EXERCISE DIRECTIONS:
After locating the line with "links back to" in the data that follows, return it and every later line exactly, up to and including the line with "keep a seen".

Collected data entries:

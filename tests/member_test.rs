//! Integration tests for the member model and the login checks the auth
//! handler performs.

mod common;

use common::setup_test_db;
use waypoint::auth::password;
use waypoint::auth::session::Permissions;
use waypoint::models::member::{self, NewMember};

#[test]
fn create_and_find_member() {
    let (_dir, conn) = setup_test_db();

    let hash = password::hash_password("s3cret").unwrap();
    let id = member::create(
        &conn,
        &NewMember {
            username: "editor".to_string(),
            password_hash: hash,
            permission_codes: "trees.manage".to_string(),
        },
    )
    .unwrap();

    let found = member::find_by_username(&conn, "editor").unwrap().unwrap();
    assert_eq!(found.id, id);
    assert_eq!(found.permission_codes, "trees.manage");

    assert!(member::find_by_username(&conn, "nobody").unwrap().is_none());
}

#[test]
fn login_check_verifies_the_stored_hash() {
    let (_dir, conn) = setup_test_db();

    let hash = password::hash_password("correct horse").unwrap();
    member::create(
        &conn,
        &NewMember {
            username: "alice".to_string(),
            password_hash: hash,
            permission_codes: "trees.manage,trees.delete".to_string(),
        },
    )
    .unwrap();

    let alice = member::find_by_username(&conn, "alice").unwrap().unwrap();
    assert!(password::verify_password("correct horse", &alice.password_hash));
    assert!(!password::verify_password("wrong", &alice.password_hash));

    let perms = Permissions::from_csv(&alice.permission_codes);
    assert!(perms.has("trees.manage"));
    assert!(perms.has("trees.delete"));
}

#[test]
fn duplicate_usernames_are_rejected() {
    let (_dir, conn) = setup_test_db();

    let hash = password::hash_password("pw").unwrap();
    member::create(
        &conn,
        &NewMember {
            username: "bob".to_string(),
            password_hash: hash.clone(),
            permission_codes: String::new(),
        },
    )
    .unwrap();

    let err = member::create(
        &conn,
        &NewMember {
            username: "bob".to_string(),
            password_hash: hash,
            permission_codes: String::new(),
        },
    );
    assert!(err.is_err());
}
pub mod answer_handlers;
pub mod auth_handlers;
pub mod element_handlers;
pub mod step_handlers;
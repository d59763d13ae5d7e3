//! Pathway reconstruction: walking a step's parent-answer links back to
//! the root of its tree. Each step has at most one parent answer, so every
//! walk is a single-path ascent. The walks are iterative and keep a seen
//! set so a malformed cyclic tree truncates instead of looping forever.

use std::collections::HashSet;

use rusqlite::{Connection, params};

use super::queries::{exists, find_by_id};
use super::types::{PathwayEntry, Step};
use crate::errors::AppError;
use crate::models::answer::{self, Answer};
use crate::models::element;

/// The single answer whose resulting step is this one; lowest id wins if
/// the model is ever violated by duplicates.
pub fn parent_answer(conn: &Connection, step_id: i64) -> Result<Option<Answer>, AppError> {
    let mut stmt = conn.prepare(
        "SELECT id, title, sort, question_id, resulting_step_id, created_at, updated_at \
         FROM answers WHERE resulting_step_id = ?1 ORDER BY id LIMIT 1",
    )?;
    let mut rows = stmt.query_map(params![step_id], answer::queries::row_to_answer)?;
    match rows.next() {
        Some(row) => Ok(Some(row?)),
        None => Ok(None),
    }
}

/// Answer ids leading to this step, leaf to root.
pub fn answer_pathway(conn: &Connection, step_id: i64) -> Result<Vec<i64>, AppError> {
    let mut ids = Vec::new();
    let mut seen = HashSet::from([step_id]);
    let mut current = step_id;

    while let Some(answer) = parent_answer(conn, current)? {
        ids.push(answer.id);
        let question = answer.question_id;
        if !seen.insert(question) {
            log::warn!("Cyclic parent links at step {question}, truncating pathway");
            break;
        }
        if !exists(conn, question)? {
            break;
        }
        current = question;
    }

    Ok(ids)
}

/// Step ids leading to this step, self first, leaf to root. Reversed, the
/// tree origin comes first.
pub fn question_pathway(conn: &Connection, step_id: i64) -> Result<Vec<i64>, AppError> {
    let mut ids = vec![step_id];
    let mut seen = HashSet::from([step_id]);
    let mut current = step_id;

    while let Some(answer) = parent_answer(conn, current)? {
        let question = answer.question_id;
        if !seen.insert(question) {
            log::warn!("Cyclic parent links at step {question}, truncating pathway");
            break;
        }
        if !exists(conn, question)? {
            break;
        }
        ids.push(question);
        current = question;
    }

    Ok(ids)
}

/// Interleaved question/answer entries leading to this step, leaf to root.
/// The root step contributes only a question entry since it has no parent
/// answer.
pub fn full_pathway(conn: &Connection, step_id: i64) -> Result<Vec<PathwayEntry>, AppError> {
    let mut path = Vec::new();
    let mut seen = HashSet::from([step_id]);
    let mut current = step_id;

    loop {
        match parent_answer(conn, current)? {
            Some(answer) => {
                path.push(PathwayEntry::Question(current));
                path.push(PathwayEntry::Answer(answer.id));
                let question = answer.question_id;
                if !seen.insert(question) {
                    log::warn!("Cyclic parent links at step {question}, truncating pathway");
                    break;
                }
                if !exists(conn, question)? {
                    break;
                }
                current = question;
            }
            None => {
                path.push(PathwayEntry::Question(current));
                break;
            }
        }
    }

    Ok(path)
}

/// The root step of the tree this step belongs to: the last entry of the
/// leaf-to-root question pathway, loaded.
pub fn tree_origin(conn: &Connection, step_id: i64) -> Result<Option<Step>, AppError> {
    let pathway = question_pathway(conn, step_id)?;
    match pathway.last() {
        Some(&root_id) => find_by_id(conn, root_id),
        None => Ok(None),
    }
}

/// 1-based position of this step among the question entries of the
/// root-to-leaf pathway, for numbering steps on the front end. 0 when the
/// step is not found, which a well-formed tree never produces.
pub fn position_in_pathway(conn: &Connection, step_id: i64) -> Result<i64, AppError> {
    let pathway = full_pathway(conn, step_id)?;
    let position = pathway
        .iter()
        .rev()
        .filter_map(|entry| match entry {
            PathwayEntry::Question(id) => Some(*id),
            PathwayEntry::Answer(_) => None,
        })
        .position(|id| id == step_id);

    Ok(match position {
        Some(pos) => pos as i64 + 1,
        None => 0,
    })
}

/// Per-hop edit URL fragment for this step: the root-to-leaf pathway with
/// the origin question dropped, answers as `/answers/{id}` and questions
/// as `/steps/{id}`.
pub fn edit_path(conn: &Connection, step_id: i64) -> Result<String, AppError> {
    let pathway = full_pathway(conn, step_id)?;

    // Skip the first question entry specifically, not the first entry: a
    // truncated pathway from a dangling parent link starts on an answer,
    // and that hop must survive.
    let mut url = String::new();
    let mut origin_skipped = false;
    for entry in pathway.iter().rev() {
        match entry {
            PathwayEntry::Question(id) => {
                if !origin_skipped {
                    origin_skipped = true;
                    continue;
                }
                url.push_str(&format!("/steps/{id}"));
            }
            PathwayEntry::Answer(id) => url.push_str(&format!("/answers/{id}")),
        }
    }

    Ok(url)
}

/// Deep link for editing this step: the owning element's first-step edit
/// URL joined with the per-hop fragment. None when the tree origin is not
/// attached to an element.
pub fn edit_link(conn: &Connection, step_id: i64) -> Result<Option<String>, AppError> {
    let origin = match tree_origin(conn, step_id)? {
        Some(origin) => origin,
        None => return Ok(None),
    };
    let root_element = match element::find_by_first_step(conn, origin.id)? {
        Some(el) => el,
        None => return Ok(None),
    };

    let base = element::edit_first_step_link(&root_element);
    Ok(Some(format!("{}{}", base, edit_path(conn, step_id)?)))
}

SOLUTION:
//! Pathway reconstruction: walking a step's parent-answer links back to
//! the root of its tree. Each step has at most one parent answer, so every
//! walk is a single-path ascent. The walks are iterative and keep a seen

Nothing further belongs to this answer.